The last several years, I had heard of people choosing a word of the year for themselves. A word they wanted to use to remind themselves of what they wanted to achieve/accomplish/remember for the whole year. So, last year, I decided to join the bandwagon, so to speak. I chose the word CULTIVATE.
I strived to cultivate so much last year. I wanted to cultivate a peaceful home, a love of learning in my children, myself into a better person. While I didn’t get half of what I wanted achieved, there was still progress, which is important. Add into the mix the tornado in May and well, life went haywire for most of us here.
This year, I thought long and hard about the word to incorporate into my life. I prayed and thought about it, I read what others were choosing. And finally, I had my word. This year, my word is DISCIPLINE.

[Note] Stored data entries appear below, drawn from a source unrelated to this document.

//! Error types for planning and running queries
//!
//! [`RunError`] aborts the whole invocation. Everything else is wrapped in
//! [`QueryError`] and reported against the single query it belongs to.

use sfdc_config::ConfigError;
use sfdc_query::{ClockError, TemplateError};
use sfdc_state::StoreError;

/// Errors that invalidate every query of a run
#[derive(Debug, thiserror::Error)]
pub enum RunError {
    /// Window arithmetic failed for the run's clock reading
    #[error("clock error: {0}")]
    Clock(#[from] ClockError),

    /// Configuration could not be loaded
    #[error("configuration error: {0}")]
    Config(#[from] ConfigError),
}

/// Failure reported by the external query executor
#[derive(Debug, Clone, PartialEq, Eq, thiserror::Error)]
pub enum ExecutionError {
    /// API answered with a non-success status
    #[error("request failed with status {status}: {message}")]
    Request {
        /// HTTP status code
        status: u16,
        /// Response body or reason
        message: String,
    },

    /// Request never completed
    #[error("transport error: {0}")]
    Transport(String),

    /// Response body could not be decoded
    #[error("invalid response: {0}")]
    Decode(String),
}

impl ExecutionError {
    /// Create request error from status and body
    pub fn request(status: u16, message: impl Into<String>) -> Self {
        Self::Request {
            status,
            message: message.into(),
        }
    }
}

/// Row could not be shaped into a log entry
#[derive(Debug, Clone, PartialEq, Eq, thiserror::Error)]
pub enum RecordError {
    /// Compound id field absent from the row
    #[error("error building compound id, key '{field}' not found")]
    MissingIdField {
        /// Configured id field
        field: String,
    },

    /// Required column absent from the row
    #[error("missing field '{field}'")]
    MissingField {
        /// Column name
        field: String,
    },

    /// Timestamp column does not parse
    #[error("invalid timestamp in '{field}': {value}")]
    InvalidTimestamp {
        /// Timestamp column
        field: String,
        /// Value found in the column
        value: String,
    },
}

impl RecordError {
    /// Create missing field error
    pub fn missing(field: impl Into<String>) -> Self {
        Self::MissingField {
            field: field.into(),
        }
    }
}

/// Errors scoped to one query
#[derive(Debug, thiserror::Error)]
pub enum QueryError {
    /// Template could not be expanded
    #[error(transparent)]
    Template(#[from] TemplateError),

    /// Watermark could not be loaded or committed
    #[error("watermark store: {0}")]
    Store(#[from] StoreError),

    /// Executor failed to run the query or fetch a log file
    #[error("execution: {0}")]
    Execution(#[from] ExecutionError),

    /// Result row could not be shaped
    #[error("record: {0}")]
    Record(#[from] RecordError),
}
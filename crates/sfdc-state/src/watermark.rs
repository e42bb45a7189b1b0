//! Watermark stores
//!
//! A store maps each [`QueryKey`] to the upper bound of its last successful
//! extraction. Commits are monotonic per key.

use crate::error::{StoreError, StoreResult};
use parking_lot::RwLock;
use sfdc_query::{QueryKey, Watermark};
use std::collections::HashMap;

/// Persistence for per-query watermarks
pub trait WatermarkStore: Send + Sync {
    /// Watermark of a query, `None` before its first successful run
    ///
    /// # Errors
    /// Returns `StoreError` if the backing state cannot be read
    fn load(&self, key: &QueryKey) -> StoreResult<Option<Watermark>>;

    /// Record a new watermark after a successful extraction
    ///
    /// # Errors
    /// Returns `StoreError::Regression` if `watermark` is older than the
    /// stored value, or an IO error if the state cannot be written
    fn commit(&self, key: &QueryKey, watermark: Watermark) -> StoreResult<()>;
}

impl<S: WatermarkStore + ?Sized> WatermarkStore for &S {
    fn load(&self, key: &QueryKey) -> StoreResult<Option<Watermark>> {
        (**self).load(key)
    }

    fn commit(&self, key: &QueryKey, watermark: Watermark) -> StoreResult<()> {
        (**self).commit(key, watermark)
    }
}

pub(crate) fn check_monotonic(
    key: &QueryKey,
    stored: Option<Watermark>,
    attempted: Watermark,
) -> StoreResult<()> {
    match stored {
        Some(stored) if attempted < stored => Err(StoreError::Regression {
            key: key.clone(),
            stored,
            attempted,
        }),
        _ => Ok(()),
    }
}

/// In-process watermark store
#[derive(Debug, Default)]
pub struct MemoryWatermarkStore {
    inner: RwLock<HashMap<QueryKey, Watermark>>,
}

impl MemoryWatermarkStore {
    /// Create empty store
    #[must_use]
    pub fn new() -> Self {
        Self::default()
    }

    /// Number of stored watermarks
    #[must_use]
    pub fn len(&self) -> usize {
        self.inner.read().len()
    }

    /// Whether no watermark has been committed
    #[must_use]
    pub fn is_empty(&self) -> bool {
        self.inner.read().is_empty()
    }
}

impl FromIterator<(QueryKey, Watermark)> for MemoryWatermarkStore {
    fn from_iter<I: IntoIterator<Item = (QueryKey, Watermark)>>(iter: I) -> Self {
        Self {
            inner: RwLock::new(iter.into_iter().collect()),
        }
    }
}

impl WatermarkStore for MemoryWatermarkStore {
    fn load(&self, key: &QueryKey) -> StoreResult<Option<Watermark>> {
        Ok(self.inner.read().get(key).copied())
    }

    fn commit(&self, key: &QueryKey, watermark: Watermark) -> StoreResult<()> {
        let mut map = self.inner.write();
        check_monotonic(key, map.get(key).copied(), watermark)?;
        map.insert(key.clone(), watermark);
        tracing::debug!(%key, %watermark, "watermark committed");
        Ok(())
    }
}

I want a more disciplined life. I want to strive to be more disciplined in my homekeeping. I don’t want the house to get insanely messy and disorganized before I do anything about it. I want it kept neat and clean, inviting and welcoming to all who enter. I want it to be a place where ministry happens to my family and all who come through my doors. It won’t happen unless I discipline myself into keeping it neat and welcoming.
I want to be more disciplined with doing school with the girls. The last year, we did school, but it wasn’t the joyful time of discovery and learning that I wanted. We didn’t do much extra fun things. The Bugs and I fought over several of her phonics lessons. I want the girls to learn as much as they can, but they can’t do it if I am not disciplined to really plan out for them a good course of study and include the really fun things that I know they would enjoy.
I want to lose weight this year. Well, I’ve wanted to lose weight for several years now, but this is the first time I’ve ever said so on my blog. You see, I’ve always been on the heavier side. And after the girls came along 17 months apart, my weight really crept up on me. I am currently the heaviest I have ever been and I am disgusted with myself. I have read books, tried making changes, tried exercising, but I always give up. I forget it took time to get this way, and it is going to take time to get it off. I am sick to death of shopping in the plus sized clothes section where it costs more. I’m sick of all the cute clothes not fitting me. I think this is part of my journey into more colorful, eye pleasing clothing choices. It isn’t healthy for me to weigh this much either. So I will discipline myself into a healthier lifestyle including time in exercise. It isn’t being selfish to take the time to do it. I am not taking anything away from my family by taking the time to exercise, I will be giving to them instead.
I want to be more disciplined in my spiritual life. Devotions and Bible in school with the girls have been my main fare for personal growth. Yeah, the Preschoolers Devotional book and Leading Little Ones to God honestly doesn’t have any meat for me. I need to read the Bible for myself daily. I need to study for myself daily if I want to grow and thrive. I need to discipline myself more on taking the time for myself for study and reflection. Otherwise, I am not going to have anything left to give. Nor will I be where I belong, secure in the love of my Savior and following His will for my life.
So, have you chosen a word for the year? Want to share? Just leave a comment telling what word you picked and why or a link to your blog. If it doesn’t show up right away, don’t worry, it will. Sometimes it sends things to be moderated if there’s a link in the comment. I look forward to seeing what word you chose for the year!.